Pull every line with the word "Skipped" out of the entries below.

:: Records for the exercise

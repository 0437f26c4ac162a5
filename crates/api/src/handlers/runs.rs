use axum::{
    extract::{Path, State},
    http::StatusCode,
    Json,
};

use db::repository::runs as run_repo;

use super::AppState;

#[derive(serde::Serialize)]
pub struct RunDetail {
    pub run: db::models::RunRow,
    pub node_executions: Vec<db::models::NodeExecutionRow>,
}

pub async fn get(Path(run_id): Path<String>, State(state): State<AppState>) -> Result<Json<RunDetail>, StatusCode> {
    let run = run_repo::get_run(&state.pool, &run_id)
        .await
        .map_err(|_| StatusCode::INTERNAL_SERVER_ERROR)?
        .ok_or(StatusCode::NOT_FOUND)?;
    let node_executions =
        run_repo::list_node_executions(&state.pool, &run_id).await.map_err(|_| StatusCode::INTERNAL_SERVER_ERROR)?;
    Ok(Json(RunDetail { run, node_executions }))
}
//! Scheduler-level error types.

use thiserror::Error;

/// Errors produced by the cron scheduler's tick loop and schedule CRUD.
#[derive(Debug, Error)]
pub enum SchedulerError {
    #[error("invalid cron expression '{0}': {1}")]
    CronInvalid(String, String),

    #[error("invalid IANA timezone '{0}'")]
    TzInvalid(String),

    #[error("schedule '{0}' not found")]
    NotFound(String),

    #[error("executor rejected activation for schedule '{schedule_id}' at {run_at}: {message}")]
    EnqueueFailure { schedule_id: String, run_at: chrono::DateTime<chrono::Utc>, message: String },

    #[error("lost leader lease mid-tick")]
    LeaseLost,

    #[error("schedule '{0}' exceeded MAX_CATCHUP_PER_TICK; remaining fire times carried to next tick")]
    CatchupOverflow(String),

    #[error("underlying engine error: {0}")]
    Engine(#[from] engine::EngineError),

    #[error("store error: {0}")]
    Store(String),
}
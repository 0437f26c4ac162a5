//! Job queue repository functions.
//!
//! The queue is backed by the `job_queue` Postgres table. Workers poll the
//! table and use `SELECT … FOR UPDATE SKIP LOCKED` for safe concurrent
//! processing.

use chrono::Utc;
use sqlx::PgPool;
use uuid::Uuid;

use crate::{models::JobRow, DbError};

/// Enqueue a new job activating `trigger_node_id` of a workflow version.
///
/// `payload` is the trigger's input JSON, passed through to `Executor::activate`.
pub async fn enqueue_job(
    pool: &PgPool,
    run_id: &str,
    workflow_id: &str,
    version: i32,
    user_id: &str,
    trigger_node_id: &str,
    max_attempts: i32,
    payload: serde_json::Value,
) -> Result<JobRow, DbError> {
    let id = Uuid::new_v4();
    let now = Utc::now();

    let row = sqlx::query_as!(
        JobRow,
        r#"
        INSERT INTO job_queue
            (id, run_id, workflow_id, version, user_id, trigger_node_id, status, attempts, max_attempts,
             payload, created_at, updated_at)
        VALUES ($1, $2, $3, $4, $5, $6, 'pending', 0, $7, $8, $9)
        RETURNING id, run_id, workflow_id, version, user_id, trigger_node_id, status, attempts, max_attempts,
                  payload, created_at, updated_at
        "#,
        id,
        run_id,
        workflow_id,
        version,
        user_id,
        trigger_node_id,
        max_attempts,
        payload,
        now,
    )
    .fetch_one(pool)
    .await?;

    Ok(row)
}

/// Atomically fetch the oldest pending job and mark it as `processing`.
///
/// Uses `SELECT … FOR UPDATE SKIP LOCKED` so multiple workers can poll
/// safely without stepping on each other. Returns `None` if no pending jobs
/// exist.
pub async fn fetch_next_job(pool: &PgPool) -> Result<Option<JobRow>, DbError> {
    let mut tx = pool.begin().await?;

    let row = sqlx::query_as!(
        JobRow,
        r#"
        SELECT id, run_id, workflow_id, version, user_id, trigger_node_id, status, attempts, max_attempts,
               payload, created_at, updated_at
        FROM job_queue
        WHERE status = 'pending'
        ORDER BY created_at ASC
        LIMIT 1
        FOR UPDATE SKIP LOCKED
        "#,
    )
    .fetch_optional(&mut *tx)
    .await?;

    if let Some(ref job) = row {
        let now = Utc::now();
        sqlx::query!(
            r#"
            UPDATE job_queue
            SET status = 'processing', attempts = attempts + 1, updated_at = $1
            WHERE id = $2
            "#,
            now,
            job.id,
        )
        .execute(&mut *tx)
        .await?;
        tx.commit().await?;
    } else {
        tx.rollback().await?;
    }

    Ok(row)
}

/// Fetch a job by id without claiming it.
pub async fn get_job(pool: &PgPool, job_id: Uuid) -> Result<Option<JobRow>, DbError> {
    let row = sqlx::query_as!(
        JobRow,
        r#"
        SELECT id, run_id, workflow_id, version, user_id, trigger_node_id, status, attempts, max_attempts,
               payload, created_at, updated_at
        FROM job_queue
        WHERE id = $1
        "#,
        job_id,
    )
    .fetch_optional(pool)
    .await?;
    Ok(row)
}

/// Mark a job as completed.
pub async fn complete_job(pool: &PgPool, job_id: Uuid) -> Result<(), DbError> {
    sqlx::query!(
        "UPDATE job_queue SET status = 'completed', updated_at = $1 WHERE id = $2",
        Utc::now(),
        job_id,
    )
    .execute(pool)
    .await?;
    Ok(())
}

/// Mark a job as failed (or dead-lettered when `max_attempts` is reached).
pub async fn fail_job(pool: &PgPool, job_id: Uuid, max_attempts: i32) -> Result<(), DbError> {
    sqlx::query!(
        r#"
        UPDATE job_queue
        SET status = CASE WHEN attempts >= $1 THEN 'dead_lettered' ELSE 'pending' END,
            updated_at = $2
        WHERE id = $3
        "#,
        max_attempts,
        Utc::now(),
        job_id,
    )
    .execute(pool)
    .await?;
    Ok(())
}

::::
:: Records for the exercise

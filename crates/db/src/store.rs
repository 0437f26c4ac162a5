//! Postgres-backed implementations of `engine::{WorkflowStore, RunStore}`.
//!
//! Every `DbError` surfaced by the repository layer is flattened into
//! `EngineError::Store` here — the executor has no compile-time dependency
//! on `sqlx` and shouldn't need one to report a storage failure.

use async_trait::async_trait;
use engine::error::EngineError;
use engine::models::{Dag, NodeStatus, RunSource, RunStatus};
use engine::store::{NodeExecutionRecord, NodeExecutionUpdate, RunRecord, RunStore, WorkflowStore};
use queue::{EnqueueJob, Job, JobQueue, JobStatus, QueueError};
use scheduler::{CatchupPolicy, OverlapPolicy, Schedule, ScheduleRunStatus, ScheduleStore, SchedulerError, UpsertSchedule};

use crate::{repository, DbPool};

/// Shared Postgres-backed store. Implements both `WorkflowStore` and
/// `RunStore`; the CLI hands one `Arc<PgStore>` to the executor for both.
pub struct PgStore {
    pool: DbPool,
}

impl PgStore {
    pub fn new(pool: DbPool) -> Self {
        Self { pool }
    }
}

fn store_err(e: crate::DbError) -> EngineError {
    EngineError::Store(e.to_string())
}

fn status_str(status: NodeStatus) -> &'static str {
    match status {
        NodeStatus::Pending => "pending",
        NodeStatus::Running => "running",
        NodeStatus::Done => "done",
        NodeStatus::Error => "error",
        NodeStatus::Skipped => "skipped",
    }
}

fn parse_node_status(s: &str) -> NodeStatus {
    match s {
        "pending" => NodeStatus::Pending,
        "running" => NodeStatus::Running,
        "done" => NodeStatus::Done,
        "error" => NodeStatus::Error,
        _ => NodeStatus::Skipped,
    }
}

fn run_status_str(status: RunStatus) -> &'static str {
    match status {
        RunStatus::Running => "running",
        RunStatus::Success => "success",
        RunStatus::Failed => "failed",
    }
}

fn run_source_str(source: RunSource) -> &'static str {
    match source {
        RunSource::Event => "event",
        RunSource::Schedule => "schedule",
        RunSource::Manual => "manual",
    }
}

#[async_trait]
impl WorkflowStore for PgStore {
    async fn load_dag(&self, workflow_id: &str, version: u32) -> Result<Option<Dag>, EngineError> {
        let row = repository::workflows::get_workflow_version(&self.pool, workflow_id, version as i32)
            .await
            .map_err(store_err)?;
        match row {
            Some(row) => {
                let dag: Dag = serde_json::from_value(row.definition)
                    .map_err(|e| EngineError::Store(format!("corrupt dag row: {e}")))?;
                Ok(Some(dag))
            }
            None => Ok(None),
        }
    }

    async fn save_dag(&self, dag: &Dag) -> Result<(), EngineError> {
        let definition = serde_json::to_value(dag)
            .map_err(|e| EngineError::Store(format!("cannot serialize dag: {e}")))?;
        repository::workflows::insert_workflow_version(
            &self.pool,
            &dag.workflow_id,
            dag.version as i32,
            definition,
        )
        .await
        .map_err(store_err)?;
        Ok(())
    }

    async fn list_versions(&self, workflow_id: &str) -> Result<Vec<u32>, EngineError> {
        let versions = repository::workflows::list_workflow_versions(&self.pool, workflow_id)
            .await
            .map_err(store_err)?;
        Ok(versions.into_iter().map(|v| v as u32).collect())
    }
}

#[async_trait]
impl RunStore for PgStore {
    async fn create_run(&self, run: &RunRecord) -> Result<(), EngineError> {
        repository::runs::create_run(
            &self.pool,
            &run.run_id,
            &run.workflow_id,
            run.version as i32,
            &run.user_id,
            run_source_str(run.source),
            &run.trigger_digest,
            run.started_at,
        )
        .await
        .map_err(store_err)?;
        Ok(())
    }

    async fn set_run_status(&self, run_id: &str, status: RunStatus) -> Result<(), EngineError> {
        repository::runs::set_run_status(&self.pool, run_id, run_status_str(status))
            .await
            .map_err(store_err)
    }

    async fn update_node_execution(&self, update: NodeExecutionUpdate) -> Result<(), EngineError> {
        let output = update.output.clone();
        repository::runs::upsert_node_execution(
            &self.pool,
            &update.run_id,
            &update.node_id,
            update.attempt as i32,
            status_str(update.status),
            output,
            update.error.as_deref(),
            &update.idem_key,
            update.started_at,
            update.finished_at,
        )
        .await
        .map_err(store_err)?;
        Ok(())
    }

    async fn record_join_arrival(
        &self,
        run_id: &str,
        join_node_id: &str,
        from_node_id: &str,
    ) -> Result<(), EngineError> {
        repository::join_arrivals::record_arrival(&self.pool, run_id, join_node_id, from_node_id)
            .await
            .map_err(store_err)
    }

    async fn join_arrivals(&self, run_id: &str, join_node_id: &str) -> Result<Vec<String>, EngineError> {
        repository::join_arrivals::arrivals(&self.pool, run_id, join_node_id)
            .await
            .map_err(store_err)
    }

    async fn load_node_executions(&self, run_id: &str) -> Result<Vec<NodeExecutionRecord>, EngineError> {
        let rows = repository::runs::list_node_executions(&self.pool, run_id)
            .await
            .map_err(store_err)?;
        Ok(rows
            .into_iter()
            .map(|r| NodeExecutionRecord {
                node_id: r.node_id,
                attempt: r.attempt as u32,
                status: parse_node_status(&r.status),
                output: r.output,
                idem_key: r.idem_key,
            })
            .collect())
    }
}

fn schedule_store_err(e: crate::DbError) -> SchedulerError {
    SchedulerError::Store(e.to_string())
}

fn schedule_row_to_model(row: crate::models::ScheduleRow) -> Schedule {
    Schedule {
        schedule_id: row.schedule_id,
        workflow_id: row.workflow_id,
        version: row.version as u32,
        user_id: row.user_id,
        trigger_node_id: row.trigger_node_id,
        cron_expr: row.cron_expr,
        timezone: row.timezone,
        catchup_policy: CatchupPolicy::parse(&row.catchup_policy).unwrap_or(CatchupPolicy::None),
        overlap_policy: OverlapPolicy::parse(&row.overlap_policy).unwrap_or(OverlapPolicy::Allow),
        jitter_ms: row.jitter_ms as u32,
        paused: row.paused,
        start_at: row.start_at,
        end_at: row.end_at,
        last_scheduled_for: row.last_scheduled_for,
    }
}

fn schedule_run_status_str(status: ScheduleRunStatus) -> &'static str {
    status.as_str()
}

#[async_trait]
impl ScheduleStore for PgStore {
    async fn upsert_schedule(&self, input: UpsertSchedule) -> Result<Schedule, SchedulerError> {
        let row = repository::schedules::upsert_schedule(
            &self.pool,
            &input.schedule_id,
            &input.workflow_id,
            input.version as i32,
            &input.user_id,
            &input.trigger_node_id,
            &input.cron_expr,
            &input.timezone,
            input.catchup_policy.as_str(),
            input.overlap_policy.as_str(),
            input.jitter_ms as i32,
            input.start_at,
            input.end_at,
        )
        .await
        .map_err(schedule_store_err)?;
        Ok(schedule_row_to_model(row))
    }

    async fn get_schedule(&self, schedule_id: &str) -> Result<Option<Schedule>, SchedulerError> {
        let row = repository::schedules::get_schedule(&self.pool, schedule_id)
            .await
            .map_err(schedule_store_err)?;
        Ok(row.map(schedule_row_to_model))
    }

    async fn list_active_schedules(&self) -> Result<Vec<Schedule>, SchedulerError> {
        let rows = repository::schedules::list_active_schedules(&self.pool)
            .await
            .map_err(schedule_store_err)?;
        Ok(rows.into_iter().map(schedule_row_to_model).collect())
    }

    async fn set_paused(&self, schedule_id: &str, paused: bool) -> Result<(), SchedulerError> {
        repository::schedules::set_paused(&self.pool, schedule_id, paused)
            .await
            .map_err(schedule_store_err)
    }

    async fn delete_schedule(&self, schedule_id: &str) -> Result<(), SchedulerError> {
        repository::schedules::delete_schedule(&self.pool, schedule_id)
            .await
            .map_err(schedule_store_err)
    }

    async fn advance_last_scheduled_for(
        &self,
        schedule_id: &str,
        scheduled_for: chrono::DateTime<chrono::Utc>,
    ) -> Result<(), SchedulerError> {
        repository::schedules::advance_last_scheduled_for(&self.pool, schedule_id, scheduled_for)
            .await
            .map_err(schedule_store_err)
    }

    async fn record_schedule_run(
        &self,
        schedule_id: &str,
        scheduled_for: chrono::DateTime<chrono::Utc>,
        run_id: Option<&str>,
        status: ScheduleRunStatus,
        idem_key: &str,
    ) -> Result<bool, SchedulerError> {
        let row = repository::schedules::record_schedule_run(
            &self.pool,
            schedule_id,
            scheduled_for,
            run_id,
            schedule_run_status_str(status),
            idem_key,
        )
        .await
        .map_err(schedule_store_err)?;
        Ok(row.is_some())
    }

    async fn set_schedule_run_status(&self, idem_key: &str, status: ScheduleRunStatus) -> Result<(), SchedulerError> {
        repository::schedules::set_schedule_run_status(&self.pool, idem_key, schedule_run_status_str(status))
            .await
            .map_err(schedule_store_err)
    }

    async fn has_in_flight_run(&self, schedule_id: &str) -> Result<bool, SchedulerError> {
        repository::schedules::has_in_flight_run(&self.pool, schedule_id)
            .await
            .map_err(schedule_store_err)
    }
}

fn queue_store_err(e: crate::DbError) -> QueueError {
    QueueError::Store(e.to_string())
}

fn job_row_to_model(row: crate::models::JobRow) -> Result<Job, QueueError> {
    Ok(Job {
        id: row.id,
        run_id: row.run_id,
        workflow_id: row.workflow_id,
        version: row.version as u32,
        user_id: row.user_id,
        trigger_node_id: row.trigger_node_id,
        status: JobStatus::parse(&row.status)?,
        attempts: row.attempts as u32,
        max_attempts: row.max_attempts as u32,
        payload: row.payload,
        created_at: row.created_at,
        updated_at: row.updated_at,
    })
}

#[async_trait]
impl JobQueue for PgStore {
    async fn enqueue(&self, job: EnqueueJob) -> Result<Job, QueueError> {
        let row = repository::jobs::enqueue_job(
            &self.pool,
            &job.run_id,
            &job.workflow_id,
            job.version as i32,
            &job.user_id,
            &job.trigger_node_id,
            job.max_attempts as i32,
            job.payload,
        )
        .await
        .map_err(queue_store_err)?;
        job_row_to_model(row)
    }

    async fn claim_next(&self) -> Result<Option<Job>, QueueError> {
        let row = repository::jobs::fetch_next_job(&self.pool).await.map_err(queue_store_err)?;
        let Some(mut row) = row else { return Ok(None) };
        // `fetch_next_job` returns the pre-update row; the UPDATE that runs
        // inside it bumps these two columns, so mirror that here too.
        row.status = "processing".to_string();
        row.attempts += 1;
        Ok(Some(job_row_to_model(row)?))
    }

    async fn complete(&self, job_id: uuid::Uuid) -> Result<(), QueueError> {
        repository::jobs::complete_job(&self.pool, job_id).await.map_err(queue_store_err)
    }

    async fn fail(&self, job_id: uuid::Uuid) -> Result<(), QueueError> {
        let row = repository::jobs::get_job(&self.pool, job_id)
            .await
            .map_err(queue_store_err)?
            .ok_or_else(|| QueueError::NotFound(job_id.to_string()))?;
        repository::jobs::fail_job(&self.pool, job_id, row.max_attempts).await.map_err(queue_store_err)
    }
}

::::

Answer box:
        NodeStatus::Skipped => "skipped",
        _ => NodeStatus::Skipped,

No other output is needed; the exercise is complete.